In-Class: Harry Potter fan fiction with AntConc (source: AOOO) (Thursday)
Response 1 (on your site) - see rubric and guidelines (due 10-21 September) Using AntConc, explore the Harry Potter fan fiction texts we worked with. What are you able to observe by looking at a list of words? How are they different from text to text? How can you use the concordance function, as well as the clusters / n-grams and collocation to gain insight into the different texts? Are there certain expressions which begin in Rowling and are popularized by fan fiction? What things seem to come about only in fan fiction? If you would like to try a corpus different from Harry Potter, try the corpora of African-American or colonial South Asian literature assembled by Amardeep Singh. You will have to figure out how to retrieve them from GitHub. Be sure to include illustrative visuals (screenshots) in your blog which allow your reader to follow your investigative process.
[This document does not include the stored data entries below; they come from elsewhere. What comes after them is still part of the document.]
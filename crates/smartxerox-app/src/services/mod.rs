// SPDX-License-Identifier: PMPL-1.0-or-later
// Copyright (c) 2026 Jonathan D.A. Jewell (hyperpolymath) <jonathan.jewell@open.ac.uk>
//
// Service layer: bridges the Dioxus UI to the client, document and bridge
// crates.

pub mod app_services;
pub mod data_dir;
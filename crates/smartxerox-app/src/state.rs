// SPDX-License-Identifier: PMPL-1.0-or-later
// Copyright (c) 2026 Jonathan D.A. Jewell (hyperpolymath) <jonathan.jewell@open.ac.uk>
//
// Global application state: reactive signals for the Dioxus UI.

use smartxerox_core::error::ShopError;
use smartxerox_core::human_errors::{Severity, humanize_error};
use smartxerox_core::{Order, UserProfile};

use crate::services::app_services::AppServices;

/// Banner shown above the page content.
#[derive(Debug, Clone, PartialEq)]
pub struct Notice {
    pub text: String,
    pub kind: NoticeKind,
}

#[derive(Debug, Clone, Copy, PartialEq, Eq)]
pub enum NoticeKind {
    Info,
    Success,
    Warning,
    Error,
}

impl Notice {
    pub fn info(text: impl Into<String>) -> Self {
        Self { text: text.into(), kind: NoticeKind::Info }
    }

    pub fn success(text: impl Into<String>) -> Self {
        Self { text: text.into(), kind: NoticeKind::Success }
    }

    pub fn warning(text: impl Into<String>) -> Self {
        Self { text: text.into(), kind: NoticeKind::Warning }
    }

    /// Customer-facing alert for `err`.
    pub fn from_error(err: &ShopError) -> Self {
        let human = humanize_error(err);
        let kind = match human.severity {
            Severity::Transient | Severity::ActionRequired => NoticeKind::Warning,
            Severity::Permanent => NoticeKind::Error,
        };
        Self { text: human.alert_text(), kind }
    }

    /// Text and background colours.
    pub fn colors(&self) -> (&'static str, &'static str) {
        match self.kind {
            NoticeKind::Info => ("#004085", "#e7f3ff"),
            NoticeKind::Success => ("#155724", "#d4edda"),
            NoticeKind::Warning => ("#856404", "#fff3cd"),
            NoticeKind::Error => ("#721c24", "#f8d7da"),
        }
    }
}

/// Shared state accessible to all pages via `use_context`.
#[derive(Debug, Clone, Default)]
pub struct AppState {
    /// Signed-in customer, mirrored from the session for reactivity.
    pub user: Option<UserProfile>,
    /// Last loaded order history.
    pub orders: Vec<Order>,
    /// Whether the order history is being fetched.
    pub loading_orders: bool,
    pub notice: Option<Notice>,
}

impl AppState {
    /// Create initial state from the backend services.
    pub fn new(svc: &AppServices) -> Self {
        Self {
            user: svc.current_user(),
            ..Self::default()
        }
    }
}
Week 3 (14 Sept, 16 Sept) synchronous Zoom
Reading All of Anything | Corpora | Text Mining
Skim: Introduction to Text Mining | About open access journals | About Plos One Open Access Journals | About a paywall | Building the Invisible College (ch4, Crymble) | AntConc tutorial | AntCorGen tutorial
Download: Laurence Antony's AntConc (3.5.9); AntCorGen (1.1.2)
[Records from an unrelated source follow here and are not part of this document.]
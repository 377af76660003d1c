// SPDX-License-Identifier: PMPL-1.0-or-later
// Copyright (c) 2026 Jonathan D.A. Jewell (hyperpolymath) <jonathan.jewell@open.ac.uk>
//
// Signup, login and logout.
//
// Login reads the customer's profile from the endpoint and adopts it verbatim.
// Signup is a fire-and-forget write, so the backend's id for the new customer
// is never seen; a local `u-<millis>` id is used instead and may differ from
// the one the backend assigns.

use std::sync::atomic::{AtomicI64, Ordering};

use chrono::Utc;
use serde::Deserialize;
use smartxerox_core::error::{Result, ShopError};
use smartxerox_core::{Outcome, Page, SignupForm, UserProfile};
use tracing::{info, instrument, warn};

use crate::endpoint::{Action, RemoteEndpoint};
use crate::session::SessionContext;

/// Result of a successful sign-in. The caller navigates to `redirect`.
#[derive(Debug, Clone, PartialEq)]
pub struct AuthSuccess {
    pub profile: UserProfile,
    /// What is known about the backend having recorded the profile.
    pub delivery: Outcome,
    pub redirect: Page,
}

#[derive(Deserialize)]
struct LoginReply {
    #[serde(default)]
    status: String,
    #[serde(default)]
    user: Option<UserProfile>,
}

#[derive(Debug, Clone)]
pub struct AuthService {
    endpoint: RemoteEndpoint,
    session: SessionContext,
    confirm_signup: bool,
}

impl AuthService {
    pub fn new(endpoint: RemoteEndpoint, session: SessionContext) -> Self {
        Self {
            endpoint,
            session,
            confirm_signup: false,
        }
    }

    /// After a signup write, read the profile back and adopt the backend's id
    /// when it is already visible.
    pub fn with_signup_confirmation(mut self, confirm: bool) -> Self {
        self.confirm_signup = confirm;
        self
    }

    /// Register a new customer and sign them in. Never fails: the write's
    /// fate is reported in `delivery`.
    #[instrument(skip(self, form), fields(mobile = %form.mobile))]
    pub async fn signup(&self, form: &SignupForm, return_to: Option<Page>) -> AuthSuccess {
        let delivery = self.endpoint.send_write(Action::RegisterUser, form).await;
        let local = UserProfile::from_signup(next_local_id(), form);

        let (profile, delivery) = match delivery {
            Outcome::Unconfirmed if self.confirm_signup => {
                match self.fetch_profile(&form.mobile).await {
                    Ok(remote) => {
                        info!(local_id = %local.id, remote_id = %remote.id, "signup confirmed by read-back");
                        (remote, Outcome::Success)
                    }
                    Err(e) => {
                        warn!(error = %e, "signup read-back failed, keeping local id");
                        (local, Outcome::Unconfirmed)
                    }
                }
            }
            other => (local, other),
        };

        self.finish(profile, delivery, return_to)
    }

    /// Sign in by mobile number.
    ///
    /// `NotFound` when the backend does not know the number, `Connection`
    /// for any transport or decoding failure. The session is untouched on
    /// error.
    #[instrument(skip(self))]
    pub async fn login(&self, mobile: &str, return_to: Option<Page>) -> Result<AuthSuccess> {
        let profile = self.fetch_profile(mobile.trim()).await?;
        Ok(self.finish(profile, Outcome::Success, return_to))
    }

    /// Clear the session and return the page to show next.
    pub fn logout(&self) -> Result<Page> {
        self.session.teardown()?;
        Ok(Page::Home)
    }

    async fn fetch_profile(&self, mobile: &str) -> Result<UserProfile> {
        let body = self
            .endpoint
            .read_json(Action::LoginUser, &[("mobile", mobile)])
            .await?;
        let reply: LoginReply = serde_json::from_value(body)
            .map_err(|e| ShopError::Connection(format!("malformed login reply: {e}")))?;

        if reply.status != "success" {
            return Err(ShopError::NotFound(mobile.to_owned()));
        }
        reply
            .user
            .ok_or_else(|| ShopError::Connection("login reply carried no user".into()))
    }

    fn finish(&self, profile: UserProfile, delivery: Outcome, return_to: Option<Page>) -> AuthSuccess {
        if let Err(e) = self.session.establish(profile.clone()) {
            warn!(error = %e, "session could not be persisted; it will last until exit");
        }
        AuthSuccess {
            profile,
            delivery,
            redirect: return_to.unwrap_or(Page::Dashboard),
        }
    }
}

static LAST_LOCAL_ID: AtomicI64 = AtomicI64::new(0);

/// `u-<unix millis>`, strictly increasing within the process.
pub fn next_local_id() -> String {
    local_id_at(Utc::now().timestamp_millis())
}

fn local_id_at(now: i64) -> String {
    let mut last = LAST_LOCAL_ID.load(Ordering::Relaxed);
    loop {
        let next = now.max(last + 1);
        match LAST_LOCAL_ID.compare_exchange_weak(last, next, Ordering::Relaxed, Ordering::Relaxed) {
            Ok(_) => return format!("u-{next}"),
            Err(actual) => last = actual,
        }
    }
}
Watch: How can we make our own corpus? (10 mins) | AntCorGen - Getting Started (6 mins) | Finding collocations (8 mins) | Finding clusters (6 mins) | Overview of AntConc 3.5.9 functionality (16 mins)
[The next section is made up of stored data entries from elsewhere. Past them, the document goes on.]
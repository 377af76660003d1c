// SPDX-License-Identifier: PMPL-1.0-or-later
// Copyright (c) 2026 Jonathan D.A. Jewell (hyperpolymath) <jonathan.jewell@open.ac.uk>
//
// Desktop bridge: system link opener and a Downloads folder.

use std::path::{Path, PathBuf};
use std::process::{Command, Stdio};

use smartxerox_core::error::{Result, ShopError};
use tracing::{debug, info};

use crate::traits::*;

/// Bridge for Linux, macOS and Windows desktops.
pub struct DesktopBridge {
    downloads: PathBuf,
}

impl DesktopBridge {
    /// Save downloads into the user's Downloads folder, else the data dir.
    pub fn new() -> Self {
        Self::with_downloads_dir(downloads_dir_from(dirs::download_dir(), dirs::data_dir()))
    }

    pub fn with_downloads_dir(downloads: impl Into<PathBuf>) -> Self {
        Self {
            downloads: downloads.into(),
        }
    }
}

impl Default for DesktopBridge {
    fn default() -> Self {
        Self::new()
    }
}

impl PlatformBridge for DesktopBridge {
    fn platform_name(&self) -> &str {
        std::env::consts::OS
    }
}

impl NativeOpenUrl for DesktopBridge {
    fn open_url(&self, url: &str) -> Result<()> {
        let mut cmd = opener_command(url);
        cmd.stdin(Stdio::null()).stdout(Stdio::null()).stderr(Stdio::null());
        cmd.spawn()
            .map_err(|e| ShopError::Bridge(format!("could not launch link opener: {e}")))?;
        info!(url, "link handed to system opener");
        Ok(())
    }
}

impl NativeSaveFile for DesktopBridge {
    fn save_download(&self, file_name: &str, bytes: &[u8]) -> Result<PathBuf> {
        std::fs::create_dir_all(&self.downloads)?;
        let path = unique_path(&self.downloads, file_name);
        std::fs::write(&path, bytes)?;
        info!(path = %path.display(), bytes = bytes.len(), "download saved");
        Ok(path)
    }
}

#[cfg(target_os = "macos")]
fn opener_command(url: &str) -> Command {
    let mut cmd = Command::new("open");
    cmd.arg(url);
    cmd
}

#[cfg(target_os = "windows")]
fn opener_command(url: &str) -> Command {
    let mut cmd = Command::new("cmd");
    // Empty title argument, otherwise `start` treats a quoted URL as the title.
    cmd.args(["/C", "start", "", url]);
    cmd
}

#[cfg(not(any(target_os = "macos", target_os = "windows")))]
fn opener_command(url: &str) -> Command {
    let mut cmd = Command::new("xdg-open");
    cmd.arg(url);
    cmd
}

/// The platform Downloads folder, else `<data dir>/smartxerox/downloads`.
fn downloads_dir_from(download: Option<PathBuf>, data: Option<PathBuf>) -> PathBuf {
    match download {
        Some(dir) => dir,
        None => data
            .unwrap_or_else(std::env::temp_dir)
            .join("smartxerox")
            .join("downloads"),
    }
}

/// `name.pdf`, then `name (1).pdf`, `name (2).pdf`, ... like a browser would.
fn unique_path(dir: &Path, file_name: &str) -> PathBuf {
    let first = dir.join(file_name);
    if !first.exists() {
        return first;
    }

    let (stem, ext) = match file_name.rsplit_once('.') {
        Some((stem, ext)) if !stem.is_empty() => (stem, Some(ext)),
        _ => (file_name, None),
    };

    let mut n = 1u32;
    loop {
        let candidate = match ext {
            Some(ext) => format!("{stem} ({n}).{ext}"),
            None => format!("{stem} ({n})"),
        };
        let path = dir.join(candidate);
        if !path.exists() {
            debug!(path = %path.display(), "download name taken, using numbered name");
            return path;
        }
        n += 1;
    }
}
In-class: Reading a corpus of Harry Potter Fan Fiction with AntConc (Tues) | Reading a corpus of specialized academic language with AntCorGen (Thurs)
Discuss: Thinking about Crymble's notion of the "invisible college" what would you like to learn how to do that university is not currently teaching you? (Tues)
Week 4 (21 Sept, 23 Sept) in-person (A2 004)
Presentations | Voyant
Prepare: Mini-presentation - 21 Sept (5 mins maximum, in pairs, sign up here) - Choose a specialized field of knowledge and prepare a small analysis of it using AntCorGen. Use a maximum of 3 slides in Google drive so that you can present whatever the form of delivery we are in. (Tues)
Watch: Introduction to Text Mining with Voyant Tools (23 mins)| Reading all of Jane Austen with Voyant Tools (11 mins) | About Project Gutenberg (6 mins)
Skim: About Jane Austen | What is Project Gutenberg? PG Mission Statement| Project Gutenberg Blocks Access in Germany
In-class: embedding a visual into your site | Reading a book from Project Gutenberg with Voyant (Thurs)
Response 2 (due 24 Sept - 4 October) Follow the steps to download AntCorGen described in the video above. Create a folder and choose 100+ journal articles in a specialized field of interest to you following Anthony's instructions. Use AntConc to analyze the small corpus that you have created. What are the most common words? specialized words? clusters? collocations? Why might you want to read hundreds of journal articles at the same time? How is discipline-specific corpus creation different from, say, popular fiction or fan fiction?
Week 5 (28 Sept | 30 Sept) (in person, A6 009).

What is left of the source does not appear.